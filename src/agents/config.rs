//! Agent configuration and role presets.

use serde::{Deserialize, Serialize};

/// Default sampling temperature for agents without a role preset.
pub const DEFAULT_TEMPERATURE: f32 = 0.7;

/// Default number of history messages an agent keeps.
pub const DEFAULT_MAX_MEMORY_MESSAGES: usize = 10;

/// Configuration shared by all agent kinds.
#[derive(Debug, Clone, PartialEq, Serialize)]
pub struct AgentConfig {
    /// Display name, also used as the unit name in visualizations.
    pub name: String,
    pub description: String,
    /// System message sent with every generation call.
    pub system_message: String,
    pub temperature: f32,
    /// History limit; system messages survive trimming.
    pub max_memory_messages: usize,
}

impl AgentConfig {
    pub fn new(name: impl Into<String>, system_message: impl Into<String>) -> Self {
        Self {
            name: name.into(),
            description: String::new(),
            system_message: system_message.into(),
            temperature: DEFAULT_TEMPERATURE,
            max_memory_messages: DEFAULT_MAX_MEMORY_MESSAGES,
        }
    }

    pub fn with_description(mut self, description: impl Into<String>) -> Self {
        self.description = description.into();
        self
    }

    pub fn with_temperature(mut self, temperature: f32) -> Self {
        self.temperature = temperature;
        self
    }

    pub fn with_max_memory_messages(mut self, max: usize) -> Self {
        self.max_memory_messages = max;
        self
    }
}

/// Specialist roles with preset prompts and temperatures.
#[derive(Debug, Clone, Copy, PartialEq, Eq, Hash, Serialize, Deserialize)]
#[serde(rename_all = "lowercase")]
pub enum AgentRole {
    /// Information gathering.
    Research,
    /// Risk, gap, and compliance analysis.
    Analysis,
    /// Document drafting.
    Generation,
    /// Quality review.
    Review,
}

impl AgentRole {
    pub const ALL: [AgentRole; 4] = [
        AgentRole::Research,
        AgentRole::Analysis,
        AgentRole::Generation,
        AgentRole::Review,
    ];

    pub fn display_name(self) -> &'static str {
        match self {
            AgentRole::Research => "Research Agent",
            AgentRole::Analysis => "Analysis Agent",
            AgentRole::Generation => "Generation Agent",
            AgentRole::Review => "Review Agent",
        }
    }

    pub fn description(self) -> &'static str {
        match self {
            AgentRole::Research => {
                "Gathers information and researches topics from provided context"
            }
            AgentRole::Analysis => "Analyzes information to identify patterns, risks, and gaps",
            AgentRole::Generation => "Generates professional GRC content and documentation",
            AgentRole::Review => "Reviews content for quality, completeness, and compliance",
        }
    }

    /// Lower for factual work, higher for drafting.
    pub fn temperature(self) -> f32 {
        match self {
            AgentRole::Research => 0.3,
            AgentRole::Analysis => 0.5,
            AgentRole::Generation => 0.7,
            AgentRole::Review => 0.4,
        }
    }

    pub fn system_message(self) -> &'static str {
        match self {
            AgentRole::Research => {
                "You are a research specialist. Your role is to:\n\
                 1. Search through provided documents and context\n\
                 2. Extract relevant information\n\
                 3. Summarize findings clearly\n\
                 4. Cite sources when available\n\
                 \n\
                 Be thorough, accurate, and concise in your research."
            }
            AgentRole::Analysis => {
                "You are an analytical expert specializing in GRC (Governance, Risk, and Compliance). Your role is to:\n\
                 1. Analyze provided information critically\n\
                 2. Identify patterns, trends, and anomalies\n\
                 3. Assess risks and compliance gaps\n\
                 4. Provide evidence-based insights\n\
                 5. Rate findings by severity/priority\n\
                 \n\
                 Use structured thinking and provide clear, actionable analysis."
            }
            AgentRole::Generation => {
                "You are a professional GRC content writer. Your role is to:\n\
                 1. Create clear, well-structured documents\n\
                 2. Follow industry standards and best practices\n\
                 3. Use appropriate professional tone\n\
                 4. Include all required sections\n\
                 5. Ensure accuracy and compliance\n\
                 \n\
                 Write in clear, professional language suitable for business audiences."
            }
            AgentRole::Review => {
                "You are a quality assurance expert for GRC documentation. Your role is to:\n\
                 1. Review documents for completeness and accuracy\n\
                 2. Check compliance with frameworks and standards\n\
                 3. Identify gaps and missing elements\n\
                 4. Suggest specific improvements\n\
                 5. Verify professional tone and clarity\n\
                 \n\
                 Provide constructive, detailed feedback with specific examples."
            }
        }
    }

    /// Full configuration for this role.
    pub fn config(self) -> AgentConfig {
        AgentConfig::new(self.display_name(), self.system_message())
            .with_description(self.description())
            .with_temperature(self.temperature())
    }
}
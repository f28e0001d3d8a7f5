//! Agents that chain several generation calls.
//!
//! Each [`Phase`] renders its prompt against the agent defaults, the run
//! context, the task (as `{task}`), and the outputs of earlier phases (by
//! phase name). The agent returns either the last phase output or a rendered
//! report template.

use std::fmt;
use std::sync::Mutex;

use serde_json::Value;
use tracing::{debug, error, info};

use crate::context::Context;
use crate::steps::template;
use crate::unit::ExecutableUnit;

use super::config::AgentConfig;
use super::llm::{GenerationOptions, SharedGenerator};
use super::state::{self, AgentState, MessageRole, StateSummary};

/// One generation call within a multi-step agent.
#[derive(Debug, Clone, PartialEq)]
pub struct Phase {
    /// Name under which the output is available to later phases.
    pub name: String,
    pub system_message: String,
    pub temperature: f32,
    pub prompt_template: String,
}

impl Phase {
    pub fn new(
        name: impl Into<String>,
        system_message: impl Into<String>,
        temperature: f32,
        prompt_template: impl Into<String>,
    ) -> Self {
        Self {
            name: name.into(),
            system_message: system_message.into(),
            temperature,
            prompt_template: prompt_template.into(),
        }
    }
}

/// Agent running an ordered list of phases.
pub struct MultiStepAgent {
    config: AgentConfig,
    generator: SharedGenerator,
    phases: Vec<Phase>,
    defaults: Context,
    report_template: Option<String>,
    state: Mutex<AgentState>,
}

impl MultiStepAgent {
    pub fn new(config: AgentConfig, generator: SharedGenerator) -> Self {
        Self {
            config,
            generator,
            phases: Vec::new(),
            defaults: Context::new(),
            report_template: None,
            state: Mutex::new(AgentState::default()),
        }
    }

    /// Replace the agent configuration, keeping phases and defaults.
    pub fn with_config(mut self, config: AgentConfig) -> Self {
        self.config = config;
        self
    }

    pub fn with_phase(mut self, phase: Phase) -> Self {
        self.phases.push(phase);
        self
    }

    /// Value used when the run context does not supply `key`.
    pub fn with_default(mut self, key: impl Into<String>, value: impl Into<Value>) -> Self {
        self.defaults.insert(key.into(), value.into());
        self
    }

    /// Render the final result from this template instead of returning the
    /// last phase output.
    pub fn with_report(mut self, template: impl Into<String>) -> Self {
        self.report_template = Some(template.into());
        self
    }

    pub fn config(&self) -> &AgentConfig {
        &self.config
    }

    pub fn phases(&self) -> &[Phase] {
        &self.phases
    }

    pub fn state(&self) -> AgentState {
        state::lock(&self.state).clone()
    }

    pub fn summary(&self) -> StateSummary {
        state::lock(&self.state).summary(&self.config.name)
    }

    pub fn reset(&self) {
        state::lock(&self.state).reset();
    }

    /// Research, draft, and refine a policy document.
    pub fn policy_drafting(generator: SharedGenerator) -> Self {
        let config = AgentConfig::new("Policy Drafting Agent", "You are a policy writing expert.")
            .with_description("Creates comprehensive policy documents")
            .with_temperature(0.7);

        Self::new(config, generator)
            .with_default("framework", "General compliance")
            .with_default("industry", "General")
            .with_phase(Phase::new(
                "research",
                "You are a policy research expert.",
                0.3,
                "Research requirements for this policy:\n\n{task}\n\n\
                 Framework: {framework}\nIndustry: {industry}\n\n\
                 Identify:\n\
                 1. Required sections\n\
                 2. Regulatory requirements\n\
                 3. Industry best practices\n\
                 4. Key stakeholders",
            ))
            .with_phase(Phase::new(
                "draft",
                "You are a professional policy writer.",
                0.7,
                "Based on this research:\n\n{research}\n\n\
                 Create a comprehensive policy document with these sections:\n\
                 1. Purpose and Scope\n\
                 2. Definitions\n\
                 3. Policy Statements\n\
                 4. Roles and Responsibilities\n\
                 5. Procedures\n\
                 6. Compliance and Enforcement\n\
                 7. Review and Updates\n\n\
                 Original requirements: {task}",
            ))
            .with_phase(Phase::new(
                "review",
                "You are a policy review expert.",
                0.5,
                "Review this policy draft:\n\n{draft}\n\n\
                 Improve:\n\
                 1. Clarity and readability\n\
                 2. Completeness\n\
                 3. Professional tone\n\
                 4. Specific and actionable language\n\n\
                 Provide the improved version.",
            ))
    }

    /// Identify, score, and dramatize a risk, then recommend controls.
    pub fn risk_assessment(generator: SharedGenerator) -> Self {
        let config = AgentConfig::new("Risk Assessment Agent", "You are a risk management expert.")
            .with_description("Performs comprehensive risk assessments")
            .with_temperature(0.6);

        Self::new(config, generator)
            .with_default("industry", "General")
            .with_default("controls", "None specified")
            .with_phase(Phase::new(
                "factors",
                "You are a risk identification expert.",
                0.4,
                "Identify risk factors for:\n\n{task}\n\n\
                 Industry: {industry}\nCurrent Controls: {controls}\n\n\
                 List:\n\
                 1. Primary risk factors\n\
                 2. Secondary risk factors\n\
                 3. Stakeholders affected\n\
                 4. Assets at risk",
            ))
            .with_phase(Phase::new(
                "assessment",
                "You are a risk scoring expert.",
                0.3,
                "Based on these risk factors:\n\n{factors}\n\n\
                 Assess:\n\
                 1. Impact (1-5 scale): Financial, Operational, Reputational, Legal\n\
                 2. Likelihood (1-5 scale)\n\
                 3. Overall risk score\n\
                 4. Risk priority (Critical/High/Medium/Low)\n\n\
                 Provide specific reasoning for each rating.",
            ))
            .with_phase(Phase::new(
                "scenario",
                "You are a risk scenario planning expert.",
                0.7,
                "Create a detailed risk scenario:\n\n\
                 Risk: {task}\nAssessment: {assessment}\n\n\
                 Include:\n\
                 1. Initial trigger event\n\
                 2. Timeline of events\n\
                 3. Primary impacts (quantified where possible)\n\
                 4. Cascade effects\n\
                 5. Affected stakeholders",
            ))
            .with_phase(Phase::new(
                "recommended_controls",
                "You are a control design expert.",
                0.5,
                "Based on this risk assessment:\n\n{assessment}\n\n\
                 And this scenario:\n\n{scenario}\n\n\
                 Recommend:\n\
                 1. Preventive controls\n\
                 2. Detective controls\n\
                 3. Corrective controls\n\
                 4. Priority order for implementation\n\
                 5. Estimated effort for each control",
            ))
            .with_report(
                "# Risk Assessment Report\n\n\
                 ## Risk Identified\n{task}\n\n\
                 ## Risk Factors\n{factors}\n\n\
                 ## Risk Assessment\n{assessment}\n\n\
                 ## Risk Scenario\n{scenario}\n\n\
                 ## Recommended Controls\n{recommended_controls}\n",
            )
    }

    fn run_phases(&self, task: &str, context: &Context, state: &mut AgentState) -> anyhow::Result<String> {
        let max = self.config.max_memory_messages;
        let mut vars = self.defaults.clone();
        vars.extend(context.iter().map(|(k, v)| (k.clone(), v.clone())));
        vars.insert("task".to_string(), Value::String(task.to_string()));

        let mut last: Option<String> = None;
        for phase in &self.phases {
            let prompt = template::render(&phase.prompt_template, &vars)?;
            state.add_message(MessageRole::User, prompt.as_str(), max);

            let options = GenerationOptions::with_temperature(phase.temperature);
            let output = self
                .generator
                .generate(&prompt, &phase.system_message, &options)?;

            state.add_message(MessageRole::Assistant, output.as_str(), max);
            debug!("{}: {} phase complete", self.config.name, phase.name);

            vars.insert(phase.name.clone(), Value::String(output.clone()));
            last = Some(output);
        }

        match (&self.report_template, last) {
            (Some(report), _) => Ok(template::render(report, &vars)?),
            (None, Some(output)) => Ok(output),
            (None, None) => anyhow::bail!("{} has no phases to run", self.config.name),
        }
    }
}

impl ExecutableUnit for MultiStepAgent {
    fn name(&self) -> &str {
        &self.config.name
    }

    fn execute(&self, instruction: &str, context: &Context) -> anyhow::Result<String> {
        let mut state = state::lock(&self.state);
        state.begin(instruction, context);

        match self.run_phases(instruction, context, &mut state) {
            Ok(result) => {
                state.complete(result.as_str());
                info!("{} completed {} phases", self.config.name, self.phases.len());
                Ok(result)
            }
            Err(e) => {
                error!("{} failed: {}", self.config.name, e);
                state.fail(e.to_string());
                Err(e)
            }
        }
    }
}

impl fmt::Display for MultiStepAgent {
    fn fmt(&self, f: &mut fmt::Formatter<'_>) -> fmt::Result {
        write!(f, "{} ({})", self.config.name, state::lock(&self.state).status)
    }
}

impl fmt::Debug for MultiStepAgent {
    fn fmt(&self, f: &mut fmt::Formatter<'_>) -> fmt::Result {
        f.debug_struct("MultiStepAgent")
            .field("config", &self.config)
            .field("phases", &self.phases)
            .field("defaults", &self.defaults)
            .finish_non_exhaustive()
    }
}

====

Exercise objective — In which lines of the material above does the string "this" occur? Copy them all.

Solution —
    /// Full configuration for this role.
    /// Render the final result from this template instead of returning the
                "Research requirements for this policy:\n\n{task}\n\n\
                "Based on this research:\n\n{research}\n\n\
                "Review this policy draft:\n\n{draft}\n\n\
                "Based on this risk assessment:\n\n{assessment}\n\n\
                 And this scenario:\n\n{scenario}\n\n\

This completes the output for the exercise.